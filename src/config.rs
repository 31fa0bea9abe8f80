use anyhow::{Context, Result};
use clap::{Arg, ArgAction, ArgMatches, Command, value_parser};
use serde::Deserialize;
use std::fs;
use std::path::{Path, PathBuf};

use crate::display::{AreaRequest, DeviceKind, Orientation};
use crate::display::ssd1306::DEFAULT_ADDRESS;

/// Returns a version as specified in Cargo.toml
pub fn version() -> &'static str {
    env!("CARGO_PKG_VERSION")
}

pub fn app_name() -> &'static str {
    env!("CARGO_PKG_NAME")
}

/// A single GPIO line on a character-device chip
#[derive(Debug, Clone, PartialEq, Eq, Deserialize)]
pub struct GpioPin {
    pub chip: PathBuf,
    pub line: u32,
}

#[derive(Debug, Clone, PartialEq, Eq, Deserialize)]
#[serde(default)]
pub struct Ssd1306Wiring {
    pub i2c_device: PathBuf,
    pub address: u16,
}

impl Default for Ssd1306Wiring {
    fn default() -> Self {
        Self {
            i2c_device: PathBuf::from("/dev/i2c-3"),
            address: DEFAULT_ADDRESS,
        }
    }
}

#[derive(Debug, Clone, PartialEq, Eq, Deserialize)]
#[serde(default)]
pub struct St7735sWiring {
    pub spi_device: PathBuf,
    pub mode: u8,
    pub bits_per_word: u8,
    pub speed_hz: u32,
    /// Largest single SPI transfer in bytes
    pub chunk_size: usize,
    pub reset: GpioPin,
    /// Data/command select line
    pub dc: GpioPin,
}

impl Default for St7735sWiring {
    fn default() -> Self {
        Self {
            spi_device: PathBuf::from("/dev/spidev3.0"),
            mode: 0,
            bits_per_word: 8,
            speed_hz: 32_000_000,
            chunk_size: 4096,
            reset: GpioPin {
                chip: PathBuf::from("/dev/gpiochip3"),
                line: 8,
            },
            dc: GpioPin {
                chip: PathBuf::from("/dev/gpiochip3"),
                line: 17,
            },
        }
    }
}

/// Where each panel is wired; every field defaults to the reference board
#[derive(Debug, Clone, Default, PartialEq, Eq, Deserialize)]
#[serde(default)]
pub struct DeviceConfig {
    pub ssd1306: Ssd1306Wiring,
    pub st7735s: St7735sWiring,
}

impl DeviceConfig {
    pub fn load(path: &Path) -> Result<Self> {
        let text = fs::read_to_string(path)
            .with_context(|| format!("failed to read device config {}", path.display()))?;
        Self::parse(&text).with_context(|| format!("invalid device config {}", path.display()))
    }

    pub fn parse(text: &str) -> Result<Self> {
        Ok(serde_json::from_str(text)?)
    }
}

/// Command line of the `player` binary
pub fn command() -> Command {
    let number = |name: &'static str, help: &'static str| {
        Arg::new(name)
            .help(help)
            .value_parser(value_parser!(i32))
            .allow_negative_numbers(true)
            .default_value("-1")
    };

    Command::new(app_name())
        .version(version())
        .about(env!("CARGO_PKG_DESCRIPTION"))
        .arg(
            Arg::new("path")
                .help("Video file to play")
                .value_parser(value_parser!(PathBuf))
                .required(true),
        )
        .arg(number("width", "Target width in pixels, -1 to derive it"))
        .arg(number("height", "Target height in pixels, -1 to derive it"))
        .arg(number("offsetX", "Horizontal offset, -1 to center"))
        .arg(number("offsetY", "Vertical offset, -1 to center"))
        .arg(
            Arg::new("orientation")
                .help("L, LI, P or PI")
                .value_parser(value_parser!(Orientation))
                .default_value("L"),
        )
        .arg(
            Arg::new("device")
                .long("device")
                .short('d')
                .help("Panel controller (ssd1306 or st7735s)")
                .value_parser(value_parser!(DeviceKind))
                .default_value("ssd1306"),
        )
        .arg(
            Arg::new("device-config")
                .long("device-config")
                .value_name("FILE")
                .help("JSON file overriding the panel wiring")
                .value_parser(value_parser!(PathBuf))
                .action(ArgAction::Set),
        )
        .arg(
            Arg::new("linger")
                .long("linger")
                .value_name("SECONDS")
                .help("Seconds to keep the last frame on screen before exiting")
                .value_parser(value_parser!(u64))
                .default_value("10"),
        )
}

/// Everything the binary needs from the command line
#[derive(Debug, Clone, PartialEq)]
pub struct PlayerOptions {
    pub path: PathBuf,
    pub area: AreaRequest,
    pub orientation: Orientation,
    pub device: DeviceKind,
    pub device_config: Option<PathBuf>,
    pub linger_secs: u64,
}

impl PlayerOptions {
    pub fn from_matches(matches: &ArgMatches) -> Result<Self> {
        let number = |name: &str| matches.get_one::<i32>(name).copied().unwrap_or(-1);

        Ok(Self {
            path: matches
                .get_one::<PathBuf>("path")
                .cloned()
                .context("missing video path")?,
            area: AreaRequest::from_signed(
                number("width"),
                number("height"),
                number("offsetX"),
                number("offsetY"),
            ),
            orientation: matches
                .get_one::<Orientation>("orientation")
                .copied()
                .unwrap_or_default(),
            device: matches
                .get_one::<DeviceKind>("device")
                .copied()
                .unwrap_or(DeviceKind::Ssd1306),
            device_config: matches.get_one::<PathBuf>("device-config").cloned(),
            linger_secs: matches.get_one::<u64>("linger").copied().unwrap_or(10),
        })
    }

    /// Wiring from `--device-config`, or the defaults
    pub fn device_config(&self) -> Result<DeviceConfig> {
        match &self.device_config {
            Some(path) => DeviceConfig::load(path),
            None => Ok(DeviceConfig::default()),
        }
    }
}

● ● ● ●

## DESCRIPTION OF THE TASK
Reproduce exactly the lines from the beginning of the entries above up to and including the line that contains "to read device".

## WRITTEN ANSWER
filename src/config.rs
repository 31fa0bea9abe8f80
use anyhow::{Context, Result};
use clap::{Arg, ArgAction, ArgMatches, Command, value_parser};
use serde::Deserialize;
use std::fs;
use std::path::{Path, PathBuf};

use crate::display::{AreaRequest, DeviceKind, Orientation};
use crate::display::ssd1306::DEFAULT_ADDRESS;

/// Returns a version as specified in Cargo.toml
pub fn version() -> &'static str {
    env!("CARGO_PKG_VERSION")
}

pub fn app_name() -> &'static str {
    env!("CARGO_PKG_NAME")
}

/// A single GPIO line on a character-device chip
#[derive(Debug, Clone, PartialEq, Eq, Deserialize)]
pub struct GpioPin {
    pub chip: PathBuf,
    pub line: u32,
}

#[derive(Debug, Clone, PartialEq, Eq, Deserialize)]
#[serde(default)]
pub struct Ssd1306Wiring {
    pub i2c_device: PathBuf,
    pub address: u16,
}

impl Default for Ssd1306Wiring {
    fn default() -> Self {
        Self {
            i2c_device: PathBuf::from("/dev/i2c-3"),
            address: DEFAULT_ADDRESS,
        }
    }
}

#[derive(Debug, Clone, PartialEq, Eq, Deserialize)]
#[serde(default)]
pub struct St7735sWiring {
    pub spi_device: PathBuf,
    pub mode: u8,
    pub bits_per_word: u8,
    pub speed_hz: u32,
    /// Largest single SPI transfer in bytes
    pub chunk_size: usize,
    pub reset: GpioPin,
    /// Data/command select line
    pub dc: GpioPin,
}

impl Default for St7735sWiring {
    fn default() -> Self {
        Self {
            spi_device: PathBuf::from("/dev/spidev3.0"),
            mode: 0,
            bits_per_word: 8,
            speed_hz: 32_000_000,
            chunk_size: 4096,
            reset: GpioPin {
                chip: PathBuf::from("/dev/gpiochip3"),
                line: 8,
            },
            dc: GpioPin {
                chip: PathBuf::from("/dev/gpiochip3"),
                line: 17,
            },
        }
    }
}

/// Where each panel is wired; every field defaults to the reference board
#[derive(Debug, Clone, Default, PartialEq, Eq, Deserialize)]
#[serde(default)]
pub struct DeviceConfig {
    pub ssd1306: Ssd1306Wiring,
    pub st7735s: St7735sWiring,
}

impl DeviceConfig {
    pub fn load(path: &Path) -> Result<Self> {
        let text = fs::read_to_string(path)
            .with_context(|| format!("failed to read device config {}", path.display()))?;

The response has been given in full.